§ Goal of the exercise
From the top of the records below down to the line containing "pub const DEFAULT_THROUGHPUT: u32", reproduce every line exactly.

§ Data supplied
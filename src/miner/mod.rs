pub mod buffers;
pub mod worker;

pub use buffers::DeviceBufferSet;
pub use worker::{GpuWorker, NonceHasher, Sha256Hasher, WorkerConfig, WorkerEvent};

use std::time::Duration;

/// Nonces tested by one dispatched batch.
pub const DEFAULT_THROUGHPUT: u32 = 16_777_216;

/// Hashes the kernel evaluates per nonce; hash accounting and the nonce
/// advance both scale by this factor.
pub const HASHES_PER_NONCE: u64 = 16;

/// Slots in the search-results buffer: slot 0 is the candidate count,
/// slots 1..=15 hold candidate nonces.
pub const SEARCH_SLOTS: usize = 16;
pub const MAX_CANDIDATES: u64 = (SEARCH_SLOTS - 1) as u64;

/// Width of the nonce range owned by each worker instance. Instance `i`
/// starts at `base_nonce + i * INSTANCE_NONCE_STRIDE`.
pub const INSTANCE_NONCE_STRIDE: u64 = 1_000_000_000_000;

/// Consecutive device faults tolerated before a worker gives up.
pub const MAX_CONSECUTIVE_ERRORS: u32 = 3;

/// Sleep between polls while the task source is empty.
pub const IDLE_BACKOFF: Duration = Duration::from_secs(3);

/// Settle time before buffers are rebuilt after a device fault.
pub const RESET_PAUSE: Duration = Duration::from_millis(500);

§ Final answer
filename src/miner/mod.rs
pub mod buffers;
pub mod worker;

pub use buffers::DeviceBufferSet;
pub use worker::{GpuWorker, NonceHasher, Sha256Hasher, WorkerConfig, WorkerEvent};

use std::time::Duration;

/// Nonces tested by one dispatched batch.
pub const DEFAULT_THROUGHPUT: u32 = 16_777_216;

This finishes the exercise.